Il sistema giudiziario italiano si distingue per una complessità strutturale che intreccia magistrature di diversa natura : ordinaria, contabile, amministrativa e costituzionale, all’interno di un reticolo di potere poco visibile ma influente. Non si tratta soltanto di competenze istituzionali: la gestione delle indagini, le scelte prioritarie dei pubblici ministeri e il rapporto con l’opinione pubblica e i media delineano un ecosistema in cui l’azione giudiziaria diventa parte integrante della formazione dell’agenda politica.

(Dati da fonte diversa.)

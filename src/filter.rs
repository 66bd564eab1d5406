//! Row filtering for series and frames.
//!
//! The predicate sees every row once, in ascending order, together with the
//! row index and the row count. Dropped rows are collected first and removed
//! afterwards from the highest index down.
//!
//! In place, a predicate error or cancellation therefore surfaces before
//! anything is removed. A failure during the removal phase itself leaves the
//! rows removed so far removed; nothing is rolled back.

use log::trace;

use crate::cancel::CancelToken;
use crate::column::Element;
use crate::error::{CallbackError, FrameError, FrameResult};
use crate::frame::{DataFrame, FrameData, Row};
use crate::iterator::RowStep;
use crate::options::{FilterOptions, IteratorOptions};
use crate::series::{Series, SeriesData};

/// Verdict of a filter predicate for one row.
#[derive(Debug, Clone, Copy, PartialEq, Eq, Hash)]
pub enum FilterAction {
    Drop,
    Keep,
}

/// Runs `predicate` over a cursor and returns the rows it dropped.
fn dropped_rows<V, I, F, E>(
    token: &CancelToken,
    rows: I,
    predicate: &mut F,
) -> FrameResult<Vec<usize>>
where
    I: Iterator<Item = RowStep<V>>,
    F: FnMut(&V, usize, usize) -> Result<FilterAction, E>,
    E: Into<CallbackError>,
{
    let mut dropped = Vec::new();
    for step in rows {
        token.check()?;
        match predicate(&step.value, step.index, step.total).map_err(FrameError::predicate)? {
            FilterAction::Drop => dropped.push(step.index),
            FilterAction::Keep => {}
        }
    }
    Ok(dropped)
}

fn kept_rows(n_rows: usize, dropped: &[usize]) -> Vec<usize> {
    let mut dropped = dropped.iter().peekable();
    (0..n_rows)
        .filter(|row| {
            if dropped.peek() == Some(&row) {
                dropped.next();
                false
            } else {
                true
            }
        })
        .collect()
}

impl<T: Element> SeriesData<T> {
    /// Returns a new series holding only the rows `predicate` keeps.
    pub fn filter<F, E>(&self, token: &CancelToken, mut predicate: F) -> FrameResult<Series<T>>
    where
        F: FnMut(&T, usize, usize) -> Result<FilterAction, E>,
        E: Into<CallbackError>,
    {
        let dropped = dropped_rows(token, self.iter(IteratorOptions::default()), &mut predicate)?;
        let kept = kept_rows(self.len(), &dropped);
        trace!("filter on '{}' kept {} of {} rows", self.name(), kept.len(), self.len());

        let mut copy = self.empty_like(kept.len());
        copy.append(kept.iter().map(|&row| self.values()[row].clone()));
        Ok(Series::from_data(copy))
    }

    /// Removes the rows `predicate` drops.
    pub fn filter_in_place<F, E>(&mut self, token: &CancelToken, mut predicate: F) -> FrameResult<()>
    where
        F: FnMut(&T, usize, usize) -> Result<FilterAction, E>,
        E: Into<CallbackError>,
    {
        let dropped = dropped_rows(token, self.iter(IteratorOptions::default()), &mut predicate)?;
        trace!("filter on '{}' drops {} of {} rows", self.name(), dropped.len(), self.len());
        for &row in dropped.iter().rev() {
            self.remove(row as isize)?;
        }
        Ok(())
    }
}

impl<T: Element> Series<T> {
    /// Filters under the series lock: shared in copy mode, exclusive in place.
    ///
    /// Returns the new series in copy mode and `None` in place.
    pub fn filter<F, E>(
        &self,
        token: &CancelToken,
        predicate: F,
        options: FilterOptions,
    ) -> FrameResult<Option<Series<T>>>
    where
        F: FnMut(&T, usize, usize) -> Result<FilterAction, E>,
        E: Into<CallbackError>,
    {
        if options.in_place {
            self.write().filter_in_place(token, predicate)?;
            Ok(None)
        } else {
            self.read().filter(token, predicate).map(Some)
        }
    }
}

impl FrameData {
    /// Returns a new frame holding only the rows `predicate` keeps.
    pub fn filter<F, E>(&self, token: &CancelToken, mut predicate: F) -> FrameResult<DataFrame>
    where
        F: FnMut(&Row, usize, usize) -> Result<FilterAction, E>,
        E: Into<CallbackError>,
    {
        let dropped = dropped_rows(token, self.iter(IteratorOptions::default()), &mut predicate)?;
        let kept = kept_rows(self.n_rows(), &dropped);
        trace!("frame filter kept {} of {} rows", kept.len(), self.n_rows());

        let mut copy = FrameData::new(self.clone_empty(kept.len()))?;
        for &row in &kept {
            copy.append(self.row(row as isize)?)?;
        }
        Ok(DataFrame::from_data(copy))
    }

    /// Removes the rows `predicate` drops from every column.
    pub fn filter_in_place<F, E>(&mut self, token: &CancelToken, mut predicate: F) -> FrameResult<()>
    where
        F: FnMut(&Row, usize, usize) -> Result<FilterAction, E>,
        E: Into<CallbackError>,
    {
        let dropped = dropped_rows(token, self.iter(IteratorOptions::default()), &mut predicate)?;
        trace!("frame filter drops {} of {} rows", dropped.len(), self.n_rows());
        for &row in dropped.iter().rev() {
            self.remove(row as isize)?;
        }
        Ok(())
    }
}

impl DataFrame {
    /// Filters under the frame lock: shared in copy mode, exclusive in place.
    ///
    /// Returns the new frame in copy mode and `None` in place.
    pub fn filter<F, E>(
        &self,
        token: &CancelToken,
        predicate: F,
        options: FilterOptions,
    ) -> FrameResult<Option<DataFrame>>
    where
        F: FnMut(&Row, usize, usize) -> Result<FilterAction, E>,
        E: Into<CallbackError>,
    {
        if options.in_place {
            self.write().filter_in_place(token, predicate)?;
            Ok(None)
        } else {
            self.read().filter(token, predicate).map(Some)
        }
    }
}
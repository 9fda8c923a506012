//! Analysis Configuration
//!
//! Defines the configuration passed to ingestion, window splitting, the
//! metrics calculator and the report collaborators, plus JSON load/save.
use crate::constants::{
    DEFAULT_DATA_PATH, DEFAULT_DATE_COLUMN, DEFAULT_DATE_FORMAT, DEFAULT_FEATURES, DEFAULT_MAX_ROWS,
    DEFAULT_OUTPUT_DIR, DEFAULT_SPLIT_DATE,
};
use crate::drift::{DriftMetricsCalculator, DriftThresholds};
use crate::errors::DriftError;
use crate::stats::KsMethod;
use crate::utils::validate_positive_parameter;
use chrono::NaiveDate;
use serde::{de::DeserializeOwned, Deserialize, Serialize};
use std::fs;
use std::path::{Path, PathBuf};

/// Format of split dates on the command line and in configuration files.
pub const SPLIT_DATE_FORMAT: &str = "%Y-%m-%d";

/// How rows are partitioned into the reference and current windows.
#[derive(Serialize, Deserialize, Clone, Copy, PartialEq, Debug)]
pub enum SplitStrategy {
    /// Reference is every row strictly before midnight of the date.
    Date(NaiveDate),
    /// Reference is the first half of the time-ordered rows.
    Half,
}

/// Rows with `column >= upper_bound` are dropped before the split.
#[derive(Serialize, Deserialize, Clone, PartialEq, Debug)]
pub struct ClipRule {
    pub column: String,
    pub upper_bound: f64,
}

impl ClipRule {
    pub fn new(column: &str, upper_bound: f64) -> Self {
        ClipRule {
            column: column.to_string(),
            upper_bound,
        }
    }
}

/// Parse a `YYYY-MM-DD` split date.
pub fn parse_split_date(s: &str) -> Result<NaiveDate, DriftError> {
    NaiveDate::parse_from_str(s, SPLIT_DATE_FORMAT)
        .map_err(|_| DriftError::ParseDate(s.to_string(), SPLIT_DATE_FORMAT.to_string()))
}

fn default_data_path() -> PathBuf {
    PathBuf::from(DEFAULT_DATA_PATH)
}
fn default_output_dir() -> PathBuf {
    PathBuf::from(DEFAULT_OUTPUT_DIR)
}
fn default_date_column() -> String {
    DEFAULT_DATE_COLUMN.to_string()
}
fn default_date_format() -> String {
    DEFAULT_DATE_FORMAT.to_string()
}
fn default_features() -> Vec<String> {
    DEFAULT_FEATURES.iter().map(|s| s.to_string()).collect()
}
fn default_max_rows() -> Option<usize> {
    Some(DEFAULT_MAX_ROWS)
}
fn default_clip_rules() -> Vec<ClipRule> {
    vec![ClipRule::new("fare_amount", 200.0), ClipRule::new("trip_distance", 100.0)]
}
fn default_split() -> SplitStrategy {
    match parse_split_date(DEFAULT_SPLIT_DATE) {
        Ok(date) => SplitStrategy::Date(date),
        Err(_) => SplitStrategy::Half,
    }
}
fn default_plots() -> bool {
    true
}

/// Configuration of one drift analysis run.
#[derive(Clone, Serialize, Deserialize, Debug, PartialEq)]
pub struct AnalysisConfig {
    /// CSV file to analyse.
    #[serde(default = "default_data_path")]
    pub data_path: PathBuf,
    /// Tried in order when `data_path` does not exist.
    #[serde(default)]
    pub fallback_paths: Vec<PathBuf>,
    /// Directory receiving charts and the JSON report, created if absent.
    #[serde(default = "default_output_dir")]
    pub output_dir: PathBuf,
    /// Column holding the trip timestamp.
    #[serde(default = "default_date_column")]
    pub date_column: String,
    /// `chrono` format of the timestamp column.
    #[serde(default = "default_date_format")]
    pub date_format: String,
    /// Numeric features to compare.
    #[serde(default = "default_features")]
    pub features: Vec<String>,
    /// Read at most this many records, all when `None`.
    #[serde(default = "default_max_rows")]
    pub max_rows: Option<usize>,
    /// Outlier clipping applied before the split.
    #[serde(default = "default_clip_rules")]
    pub clip_rules: Vec<ClipRule>,
    /// Window split.
    #[serde(default = "default_split")]
    pub split: SplitStrategy,
    /// Drift flag thresholds.
    #[serde(default)]
    pub thresholds: DriftThresholds,
    /// KS p-value method.
    #[serde(default)]
    pub ks_method: KsMethod,
    /// Number of threads for the per-feature analysis.
    #[serde(default)]
    pub num_threads: Option<usize>,
    /// Whether to render charts.
    #[serde(default = "default_plots")]
    pub plots: bool,
}

impl Default for AnalysisConfig {
    fn default() -> Self {
        AnalysisConfig {
            data_path: default_data_path(),
            fallback_paths: Vec::new(),
            output_dir: default_output_dir(),
            date_column: default_date_column(),
            date_format: default_date_format(),
            features: default_features(),
            max_rows: default_max_rows(),
            clip_rules: default_clip_rules(),
            split: default_split(),
            thresholds: DriftThresholds::default(),
            ks_method: KsMethod::default(),
            num_threads: None,
            plots: true,
        }
    }
}

impl AnalysisConfig {
    // Set methods for parameters

    /// Set the data path.
    pub fn set_data_path<P: Into<PathBuf>>(mut self, data_path: P) -> Self {
        self.data_path = data_path.into();
        self
    }

    /// Set the fallback paths tried when the data path does not exist.
    pub fn set_fallback_paths(mut self, fallback_paths: Vec<PathBuf>) -> Self {
        self.fallback_paths = fallback_paths;
        self
    }

    /// Set the output directory.
    pub fn set_output_dir<P: Into<PathBuf>>(mut self, output_dir: P) -> Self {
        self.output_dir = output_dir.into();
        self
    }

    /// Set the timestamp column and its format.
    pub fn set_date_column(mut self, date_column: &str, date_format: &str) -> Self {
        self.date_column = date_column.to_string();
        self.date_format = date_format.to_string();
        self
    }

    /// Set the features to compare.
    pub fn set_features(mut self, features: Vec<String>) -> Self {
        self.features = features;
        self
    }

    /// Set the maximum number of records to read.
    pub fn set_max_rows(mut self, max_rows: Option<usize>) -> Self {
        self.max_rows = max_rows;
        self
    }

    /// Set the outlier clipping rules.
    pub fn set_clip_rules(mut self, clip_rules: Vec<ClipRule>) -> Self {
        self.clip_rules = clip_rules;
        self
    }

    /// Set the window split strategy.
    pub fn set_split(mut self, split: SplitStrategy) -> Self {
        self.split = split;
        self
    }

    /// Set the drift flag thresholds.
    pub fn set_thresholds(mut self, thresholds: DriftThresholds) -> Self {
        self.thresholds = thresholds;
        self
    }

    /// Set the KS p-value method.
    pub fn set_ks_method(mut self, ks_method: KsMethod) -> Self {
        self.ks_method = ks_method;
        self
    }

    /// Set the number of threads.
    pub fn set_num_threads(mut self, num_threads: Option<usize>) -> Self {
        self.num_threads = num_threads;
        self
    }

    /// Enable or disable charts.
    pub fn set_plots(mut self, plots: bool) -> Self {
        self.plots = plots;
        self
    }

    /// Calculator configured with this run's thresholds and KS method.
    pub fn calculator(&self) -> DriftMetricsCalculator {
        DriftMetricsCalculator::new(self.thresholds, self.ks_method)
    }

    /// Check parameter ranges before any data is read.
    pub fn validate(&self) -> Result<(), DriftError> {
        if self.features.is_empty() {
            return Err(DriftError::InvalidParameter(
                "features".to_string(),
                "at least one feature".to_string(),
                "none".to_string(),
            ));
        }
        if let Some(n) = self.max_rows {
            validate_positive_parameter(n, "max_rows")?;
        }
        if let Some(n) = self.num_threads {
            validate_positive_parameter(n, "num_threads")?;
        }
        let p = self.thresholds.p_value;
        if p.is_nan() || p <= 0.0 || p > 1.0 {
            return Err(DriftError::InvalidParameter(
                "thresholds.p_value".to_string(),
                "a value in (0, 1]".to_string(),
                p.to_string(),
            ));
        }
        let s = self.thresholds.mean_shift_pct;
        if s.is_nan() || s < 0.0 {
            return Err(DriftError::InvalidParameter(
                "thresholds.mean_shift_pct".to_string(),
                "a non-negative value".to_string(),
                s.to_string(),
            ));
        }
        Ok(())
    }
}

/// IO
pub trait ConfigIO: Serialize + DeserializeOwned + Sized {
    /// Save a configuration as a json object to a file.
    ///
    /// * `path` - Path to save the configuration.
    fn save_config<P: AsRef<Path>>(&self, path: P) -> Result<(), DriftError> {
        fs::write(path, self.json_dump()?).map_err(|e| DriftError::UnableToWrite(e.to_string()))
    }

    /// Dump a configuration as a json object.
    fn json_dump(&self) -> Result<String, DriftError> {
        serde_json::to_string_pretty(self).map_err(|e| DriftError::UnableToWrite(e.to_string()))
    }

    /// Load a configuration from a json string.
    ///
    /// * `json_str` - String object, which can be deserialized from json.
    fn from_json(json_str: &str) -> Result<Self, DriftError> {
        serde_json::from_str::<Self>(json_str).map_err(|e| DriftError::UnableToRead(e.to_string()))
    }

    /// Load a configuration from a path to a json file.
    ///
    /// * `path` - Path to load the configuration from.
    fn load_config<P: AsRef<Path>>(path: P) -> Result<Self, DriftError> {
        let json_str = fs::read_to_string(path).map_err(|e| DriftError::UnableToRead(e.to_string()))?;
        Self::from_json(&json_str)
    }
}

impl ConfigIO for AnalysisConfig {}

#[cfg(test)]
mod tests {
    use super::*;
    use tempfile::tempdir;

    #[test]
    fn test_analysis_config_default() {
        let config = AnalysisConfig::default();
        assert_eq!(config.date_column, "tpep_pickup_datetime");
        assert_eq!(config.features, vec!["trip_distance", "fare_amount", "passenger_count"]);
        assert_eq!(config.max_rows, Some(100_000));
        assert_eq!(
            config.split,
            SplitStrategy::Date(NaiveDate::from_ymd_opt(2016, 1, 15).unwrap())
        );
        assert_eq!(config.thresholds.p_value, 0.05);
        assert_eq!(config.thresholds.mean_shift_pct, 10.0);
        assert_eq!(config.clip_rules.len(), 2);
        assert!(config.validate().is_ok());
    }

    #[test]
    fn test_config_io_json() {
        let config = AnalysisConfig::default()
            .set_split(SplitStrategy::Half)
            .set_ks_method(KsMethod::Asymptotic)
            .set_num_threads(Some(3));
        let json = config.json_dump().unwrap();
        let config2 = AnalysisConfig::from_json(&json).unwrap();
        assert_eq!(config, config2);
    }

    #[test]
    fn test_config_io_file() {
        let dir = tempdir().unwrap();
        let file_path = dir.path().join("signaldrift.json");
        let config = AnalysisConfig::default().set_output_dir(dir.path().join("out"));
        config.save_config(&file_path).unwrap();
        let config2 = AnalysisConfig::load_config(&file_path).unwrap();
        assert_eq!(config, config2);
    }

    #[test]
    fn test_partial_json_uses_defaults() {
        let json = r#"{"features": ["fare_amount"], "split": {"Date": "2016-01-20"}, "max_rows": null}"#;
        let config = AnalysisConfig::from_json(json).unwrap();
        assert_eq!(config.features, vec!["fare_amount"]);
        assert_eq!(config.max_rows, None);
        assert_eq!(
            config.split,
            SplitStrategy::Date(NaiveDate::from_ymd_opt(2016, 1, 20).unwrap())
        );
        assert_eq!(config.date_column, "tpep_pickup_datetime");
        assert!(config.plots);
    }

    #[test]
    fn test_validate() {
        assert!(AnalysisConfig::default().set_features(vec![]).validate().is_err());
        assert!(AnalysisConfig::default().set_max_rows(Some(0)).validate().is_err());
        assert!(AnalysisConfig::default().set_num_threads(Some(0)).validate().is_err());
        let bad = DriftThresholds {
            p_value: 0.0,
            mean_shift_pct: 10.0,
        };
        assert!(AnalysisConfig::default().set_thresholds(bad).validate().is_err());
    }

    #[test]
    fn test_parse_split_date() {
        assert_eq!(
            parse_split_date("2016-01-15").unwrap(),
            NaiveDate::from_ymd_opt(2016, 1, 15).unwrap()
        );
        assert!(matches!(parse_split_date("15/01/2016"), Err(DriftError::ParseDate(_, _))));
    }
}
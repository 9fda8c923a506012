#![allow(dead_code)]
use hashbrown::HashMap;
use rand::distributions::Uniform;
use rand::rngs::StdRng;
use rand::Rng;
use rand::SeedableRng;

// two_windows
//
// Generates a (reference, current)-tuple of uniform samples,
// the current window shifted by `shift`
pub(crate) fn two_windows(n_reference: usize, n_current: usize, shift: f64) -> (Vec<f64>, Vec<f64>) {
    // reproducible seed
    let mut rng = StdRng::seed_from_u64(1903);
    let distribution = Uniform::new(0.0, 10.0);

    let reference = (0..n_reference).map(|_| rng.sample(distribution)).collect();
    let current = (0..n_current).map(|_| rng.sample(distribution) + shift).collect();
    (reference, current)
}

// feature_windows
//
// One pair of windows per feature, keyed by `feature_{i}`
pub(crate) fn feature_windows(
    n_samples: usize,
    n_features: usize,
) -> (HashMap<String, Vec<f64>>, HashMap<String, Vec<f64>>, Vec<String>) {
    let mut reference = HashMap::new();
    let mut current = HashMap::new();
    let mut names = Vec::with_capacity(n_features);
    for i in 0..n_features {
        let name = format!("feature_{}", i);
        let (r, c) = two_windows(n_samples, n_samples, i as f64 * 0.5);
        reference.insert(name.clone(), r);
        current.insert(name.clone(), c);
        names.push(name);
    }
    (reference, current, names)
}
//! Report
//!
//! Fixed-format text rendering of [`DriftMetrics`] and the JSON report file.
use crate::constants::JSON_REPORT_FILE;
use crate::drift::DriftMetrics;
use crate::errors::DriftError;
use std::fs;
use std::path::{Path, PathBuf};

pub const DRIFT_FLAG_LINE: &str = "🚨 FLAG: SIGNIFICANT DRIFT DETECTED";
pub const STABLE_LINE: &str = "✅ Status: Stable";

/// Scientific notation with `precision` mantissa decimals and a signed,
/// at least two-digit exponent, e.g. `7.9365e-03`.
pub fn format_scientific(value: f64, precision: usize) -> String {
    if value.is_nan() {
        return "nan".to_string();
    }
    if value.is_infinite() {
        return if value > 0.0 { "inf".to_string() } else { "-inf".to_string() };
    }
    let s = format!("{:.*e}", precision, value);
    match s.split_once('e') {
        Some((mantissa, exp)) => {
            let exp: i32 = exp.parse().unwrap_or(0);
            let sign = if exp < 0 { '-' } else { '+' };
            format!("{}e{}{:02}", mantissa, sign, exp.abs())
        }
        None => s,
    }
}

/// Render the text report of one feature, ending with a blank line.
pub fn render_report(m: &DriftMetrics) -> String {
    let status = if m.drift_detected { DRIFT_FLAG_LINE } else { STABLE_LINE };
    format!(
        "--- Drift Report: {} ---\n\
         Means: {:.2} -> {:.2} ({:+.2}%)\n\
         Stds:  {:.2} -> {:.2}\n\
         Z-Score Shift: {:.2}\n\
         KS Test Statistic: {:.4} (p={})\n\
         Wasserstein Dist: {:.4}\n\
         {}\n\n",
        m.feature,
        m.ref_mean,
        m.curr_mean,
        m.mean_shift_pct,
        m.ref_std,
        m.curr_std,
        m.z_score_shift,
        m.ks_stat,
        format_scientific(m.ks_p_value, 4),
        m.wasserstein_dist,
        status,
    )
}

/// Print the text report of one feature to stdout.
pub fn print_metrics_report(m: &DriftMetrics) {
    println!("{}", render_report(m));
}

/// Write all metrics to `drift_report.json` in `output_dir`, creating it if absent.
pub fn write_json_report<P: AsRef<Path>>(output_dir: P, metrics: &[&DriftMetrics]) -> Result<PathBuf, DriftError> {
    let dir = output_dir.as_ref();
    fs::create_dir_all(dir).map_err(|e| DriftError::UnableToWrite(format!("{}: {}", dir.display(), e)))?;
    let path = dir.join(JSON_REPORT_FILE);
    let json = serde_json::to_string_pretty(metrics).map_err(|e| DriftError::UnableToWrite(e.to_string()))?;
    fs::write(&path, json).map_err(|e| DriftError::UnableToWrite(format!("{}: {}", path.display(), e)))?;
    Ok(path)
}
// Modules
pub mod config;
pub mod constants;
pub mod data;
pub mod drift;
pub mod engine;
pub mod errors;
pub mod logging;
pub mod plots;
pub mod report;
pub mod stats;
pub mod utils;
pub mod window;

// Individual classes, and functions
pub use config::{AnalysisConfig, ConfigIO, SplitStrategy};
pub use data::TripTable;
pub use drift::{calculate_drift_metrics, DriftMetrics, DriftMetricsCalculator};
pub use engine::run_analysis;
pub use errors::DriftError;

Come osserva Luigi Bobbio, magistrato e già senatore della Repubblica:
“C’è un filo rosso di potere che unisce tutte le magistrature, quella ordinaria, quella contabile, quella amministrativa, la Corte costituzionale”
Le dinamiche dei pubblici ministeri
Bobbio non si limita a una constatazione teorica, ma denuncia comportamenti concreti della magistratura:
“La storia giudiziaria italiana è fatta di prove a favore dell’indagato/imputato sempre ignorate dal Pm, figurarsi per le prove a favore cercate dal pm. Cosa, quest’ultima, mai accaduta. Figurarsi che il Pm chiede rinvii a giudizio e condanne pure in assenza di prove a carico…”
A questo si aggiunge la pressione mediatica esercitata dai PM, come osserva l’on.di Forza Italia, Enrico Costa,
“I Pm hanno un’influenza mediatica debordante, che condiziona le scelte dell’Associazione Nazionale Magistrati e di conseguenza del Consiglio Superiore di Magistratura. Perché altrimenti, di fronte a inchieste flop o ad arresti ingiusti, non paga mai nessuno?”
Le parole del Pm Gallucci confermano la politicizzazione delle indagini:
“Indagavo su tutti, mi dissero di puntare la Lega”
Questi elementi tracciano un quadro preoccupante: la magistratura italiana non agisce isolata, ma si muove in un contesto dove media, politica e istituzioni si intrecciano, trasformando l’applicazione della legge in uno strumento potenzialmente orientato da interessi esterni.
Potere, media e politica
L’influenza dei PM non si limita alle aule giudiziarie: la visibilità mediatica determina spesso le scelte strategiche delle associazioni di categoria e del Consiglio Superiore della Magistratura. Ciò significa che anche errori, inchieste fallimentari o arresti ingiusti raramente hanno conseguenze reali.
Il “filo rosso” di Bobbio diventa così un vero e proprio circuito di potere: le magistrature si influenzano reciprocamente, i media amplificano determinate narrazioni, e la politica può essere indirettamente condizionata. In questo contesto, la fiducia dei cittadini nella giustizia diventa fragile e facilmente manipolabile.
Potere giudiziario in Italia: chi controlla chi giudica?
Il filo rosso che Bobbio individua non è solo metaforico: è il segnale di un sistema in cui trasparenza, responsabilità e imparzialità rischiano di essere compromesse da dinamiche di potere invisibili ma pervasive. Se la giustizia diventa politica, e la politica dipende dalla giustizia, il cittadino resta sospeso nel mezzo, spettatore impotente di un teatro che dovrebbe invece tutelarlo.
Alla fine, resta una domanda semplice e urgente: chi controlla chi controlla chi giudica?